Точно так же наставлял ее некогда и сам Пушкин!
«…Запирай их, как только прочтешь», — пишет она далее. Как это важно, и как обнадеживающе ныне звучит ее просьба! Ведь не приходит же ей в голову просить супруга сжечь адресованные ему письма, а всего лишь спрятать от чужих недобрых глаз.
Все семейные бумаги и пушкинские рукописи Наталия Николаевна завещала сыну Александру, и долгие годы он хранил отцовское наследие.
В 1880 году Александр Александрович передал Румянцевскому музею «на вечные времена» бесценный дар — фамильный пушкинский архив. А еще через два года и письма поэта к жене.
A.A. Пушкин — В. А. Дашкову, директору Московского Публичного и Румянцевского музеев (3 мая 1882):
«Милостивый государь Василий Андреевич!
Прилагая при сем 64 письма покойного моего отца Александра Сергеевича к моей покойной матери, Наталии Николаевне, пожертвованные… сестрой моей графиней Натальей Александровной Меренберг, обращаюсь к Вашему Высокопревосходительству с покорнейшею просьбою… чтобы эти письма в течение пятидесяти лет в чтение никому выдаваемы не были».

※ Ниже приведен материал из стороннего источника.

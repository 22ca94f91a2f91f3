//! `chainroute chains`: List chains or toggle their availability.

use chainroute_core::ChainProfile;
use clap::Args;
use serde::{Deserialize, Serialize};

use crate::client::NodeClient;

#[derive(Args, Debug)]
pub struct ChainsArgs {
    /// Enable this chain.
    #[arg(long, conflicts_with = "disable")]
    pub enable: Option<String>,

    /// Disable this chain.
    #[arg(long)]
    pub disable: Option<String>,
}

#[derive(Serialize, Deserialize)]
struct ChainsResponse {
    chains: Vec<ChainProfile>,
    count: usize,
}

#[derive(Serialize)]
struct SetEnabled {
    enabled: bool,
}

pub async fn run(client: &NodeClient, args: &ChainsArgs) -> anyhow::Result<()> {
    let toggle = match (&args.enable, &args.disable) {
        (Some(id), _) => Some((id, true)),
        (_, Some(id)) => Some((id, false)),
        _ => None,
    };

    if let Some((id, enabled)) = toggle {
        let path = format!("/chains/{}/enabled", id);
        let profile: ChainProfile = client.post(&path, &SetEnabled { enabled }).await?;
        if !client.print_json(&profile)? {
            println!(
                "Chain {} is now {}",
                profile.id,
                if profile.enabled { "enabled" } else { "disabled" }
            );
        }
        return Ok(());
    }

    let resp: ChainsResponse = client.get("/chains").await?;
    if client.print_json(&resp)? {
        return Ok(());
    }

    println!("Chains ({}):", resp.count);
    println!();
    println!(
        "  {:<12} {:<8} {:>14} {:>14} {:>12} {:>10} {:<8} {}",
        "ID", "ASSET", "MIN", "MAX", "FEE", "CONF(ms)", "PRIVACY", "STATE"
    );
    for c in &resp.chains {
        println!(
            "  {:<12} {:<8} {:>14} {:>14} {:>12} {:>10} {:<8} {}",
            c.id.as_str(),
            c.rate_asset(),
            c.min_amount,
            c.max_amount,
            c.avg_fee,
            c.confirmation_time_ms,
            c.privacy_level.to_string(),
            if c.enabled { "enabled" } else { "disabled" }
        );
    }
    Ok(())
}
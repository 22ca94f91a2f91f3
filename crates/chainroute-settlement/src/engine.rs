use std::sync::{Arc, PoisonError, RwLock};
use std::time::Instant;

use chainroute_core::{
    ChainId, ChainProfile, EnginePolicy, ExecutionResult, FailureReason, PaymentEvent, PaymentId,
    PaymentPlan, PaymentRequest, PaymentStatus, PrivacyLevel, RouteAlternative,
};
use chainroute_routing::{
    ChainRegistry, ExchangeRateFeed, FeeCalculator, RateSnapshot, RateTable, Router,
    RoutingError, ScoredCandidate,
};
use chrono::{TimeDelta, Utc};
use serde::{Deserialize, Serialize};
use serde_json::json;
use tokio::sync::broadcast;

use crate::adapters::NoopDurability;
use crate::error::EngineError;
use crate::events::{EventBus, LifecycleEvent};
use crate::store::{InMemoryPaymentStore, PaymentStore};
use crate::traits::{ChainExecutor, Durability, MixRequest, Mixer};

/// Result of a status lookup.
#[derive(Debug, Clone, PartialEq, Serialize, Deserialize)]
#[serde(tag = "state", rename_all = "snake_case")]
pub enum PaymentLookup {
    NotFound,
    Found {
        status: PaymentStatus,
        payment: PaymentPlan,
    },
}

impl PaymentLookup {
    pub fn status(&self) -> Option<PaymentStatus> {
        match self {
            Self::NotFound => None,
            Self::Found { status, .. } => Some(*status),
        }
    }
}

/// Settlement routing engine: chooses a chain for each payment and drives
/// the plan through mixing and submission.
///
/// All public operations take `&self`. Clones are handles onto the same
/// registry, rates, store and event bus.
#[derive(Clone)]
pub struct RoutingEngine {
    pub(crate) router: Router,
    pub(crate) store: Arc<dyn PaymentStore>,
    mixer: Arc<dyn Mixer>,
    executor: Arc<dyn ChainExecutor>,
    durability: Arc<dyn Durability>,
    events: EventBus,
    policy: EnginePolicy,
    /// Held shared from ranking until the plan is stored, exclusively while
    /// a chain is removed.
    chain_admin: Arc<RwLock<()>>,
}

/// Assembles a [`RoutingEngine`]. Everything except the two settlement
/// collaborators has a default.
pub struct EngineBuilder {
    registry: Option<Arc<ChainRegistry>>,
    rates: Option<Arc<RateTable>>,
    fees: FeeCalculator,
    store: Option<Arc<dyn PaymentStore>>,
    mixer: Arc<dyn Mixer>,
    executor: Arc<dyn ChainExecutor>,
    durability: Arc<dyn Durability>,
    policy: EnginePolicy,
}

impl EngineBuilder {
    pub fn registry(mut self, registry: Arc<ChainRegistry>) -> Self {
        self.registry = Some(registry);
        self
    }

    pub fn rates(mut self, rates: Arc<RateTable>) -> Self {
        self.rates = Some(rates);
        self
    }

    pub fn fees(mut self, fees: FeeCalculator) -> Self {
        self.fees = fees;
        self
    }

    pub fn store(mut self, store: Arc<dyn PaymentStore>) -> Self {
        self.store = Some(store);
        self
    }

    pub fn durability(mut self, durability: Arc<dyn Durability>) -> Self {
        self.durability = durability;
        self
    }

    pub fn policy(mut self, policy: EnginePolicy) -> Self {
        self.policy = policy;
        self
    }

    pub fn build(self) -> RoutingEngine {
        let registry = self
            .registry
            .unwrap_or_else(|| Arc::new(ChainRegistry::with_defaults()));
        let rates = self
            .rates
            .unwrap_or_else(|| Arc::new(RateTable::with_defaults()));
        let store = self
            .store
            .unwrap_or_else(|| Arc::new(InMemoryPaymentStore::new()));

        tracing::info!(
            chains = registry.len(),
            currencies = rates.snapshot().len(),
            disclosure_threshold = self.policy.disclosure_threshold,
            execute_timeout_ms = self.policy.execute_timeout_ms,
            "Routing engine initialized"
        );

        RoutingEngine {
            router: Router::new(registry, rates, self.fees),
            store,
            mixer: self.mixer,
            executor: self.executor,
            durability: self.durability,
            events: EventBus::new(self.policy.event_channel_capacity),
            policy: self.policy,
            chain_admin: Arc::new(RwLock::new(())),
        }
    }
}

Александр Александрович, как и полагалось доброму сыну, делал все, чтобы охранить память матери от возможных насмешек и обвинений.
Из беседы A.A. Пушкина с корреспондентом газеты «Русская молва» (от 31 марта 1913):
«Вскоре после открытия памятника отцу в Москве сестра передала мне всю хранившуюся у нее переписку. Я их принес в дар Румянцевскому музею и поставил условием, чтобы эта переписка не стала общественным достоянием и не была опубликована ранее смерти последнего члена нашей семьи, считая и младшую сестру Елизавету от второго брака моей матери».
Возможно, тогда же были переданы и ответные письма Наталии Николаевны. Ведь сын поэта говорит о переписке! Исследователи уже обращали внимание на некоторую странность: он ставит жесткое условие — переписка родителей не должна быть ныне опубликована, хотя к тому времени письма поэта к жене уже тридцать пять лет как были напечатаны. Значит, речь может идти лишь о письмах матери!
Неслучайно Александра Александровича заботит, чтобы и дочери Наталии Николаевны от второго брака, сестры Ланские, не могли пострадать от недобросовестности издателя или новых нападок в адрес их матери, коих и так было предостаточно. Иначе к чему было тогда упоминать имя Елизаветы Ланской — ведь она дочерью Пушкина не была!
«Мне сдается, по простой женской логике, — полагала Александра Арапова, — что именно эта супружеская переписка должна была восстановить в полном блеске добрую память матери, а не вызвать той жестокой оценки, тех комьев грязи, которые безжалостно осыпали ее священную для нас могилу».